# General Business Category > Accounting Forum > [Question] DATE OUT OF PERIOD WITHIN CURRENT FINANCIAL YEAR in Pastel Partner v11

## Nmk.Pastel

Hello everyone, 

The current year updating is from 01/04/2014 to 31/03/2015. I have encountered this problem: 
When I input any date between this period,  it says Date out of Period. I even tried to input before this financial year and after saying the same thing.  I can't even do bank recons  :Frown:  

What could be the problem? 
Help!!  Have to be done by tomorrow

----------


## Neville Bailey

Try this.

First update all your batches.

Go to Setup...Users/Passwords...Users and browse for your User profile. 

Click on the Process Options button on the right.
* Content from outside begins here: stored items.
// SPDX-FileCopyrightText: Copyright (c) 2024-2026 NVIDIA CORPORATION & AFFILIATES. All rights reserved.
// SPDX-License-Identifier: Apache-2.0

//! Accelerator DMA transfer engine.
//!
//! The engine turns arbitrary, possibly non-contiguous, multi-dimensional copy
//! and fill requests into ordered sequences of native device operations:
//!
//! - [`address`] describes and walks multi-dimensional address ranges, and
//!   [`decompose`] plans the largest 1D, 2D or 3D operation two cursors allow.
//! - [`descriptor`] holds the unit of work and its cooperative progress loop.
//! - [`channel`] models data paths and their cost, and queues descriptors.
//! - [`stream`] wraps device streams with a rate limiter and an ordered queue
//!   of completion records ([`completion`]).
//! - [`engine`] assembles streams and channels for every device of a
//!   [`device::DeviceBackend`], and [`bgwork`] drives them on tokio tasks.

pub mod address;
pub mod assembler;
pub mod bgwork;
pub mod channel;
pub mod completion;
pub mod config;
pub mod decompose;
pub mod descriptor;
pub mod device;
pub mod engine;
mod error;
pub mod fill;
pub mod logging;
pub mod port;
pub mod route;
pub mod stream;
pub mod time;

#[cfg(test)]
mod testing;

pub use address::{AddressEntry, AddressList, AddressListCursor};
pub use bgwork::BackgroundWorkManager;
pub use channel::{Channel, ChannelKind, Path};
pub use config::DmaConfig;
pub use descriptor::{DescriptorRequest, IterationState, TransferDescriptor};
pub use device::{DeviceBackend, HostBackend};
pub use engine::{DmaEngine, Route};
pub use error::{DmaError, Result};
pub use fill::FillReduction;
pub use port::PortSpec;
pub use route::{MemoryClass, StreamKind, select_stream};
pub use time::TimeLimit;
Under the General Ledger section, make sure the following two options are ticked: 
 - Multi Period Processing
 - Can Change Transaction Date

If the above does not solve the problem, then go to Setup...Entry Types. Go to the column named "Date / Period Entry" and change all rows to the option "Date Sets Period".

----------


## CindyEvansFinney

If the user settings doesn't do the trick then go into set up / periods and just check that all your periods are correct there.




> Hello everyone, 
> 
> The current year updating is from 01/04/2014 to 31/03/2015. I have encountered this problem: 
> When I input any date between this period,  it says Date out of Period. I even tried to input before this financial year and after saying the same thing.  I can't even do bank recons  
> 
> What could be the problem? 
> Help!!  Have to be done by tomorrow

----------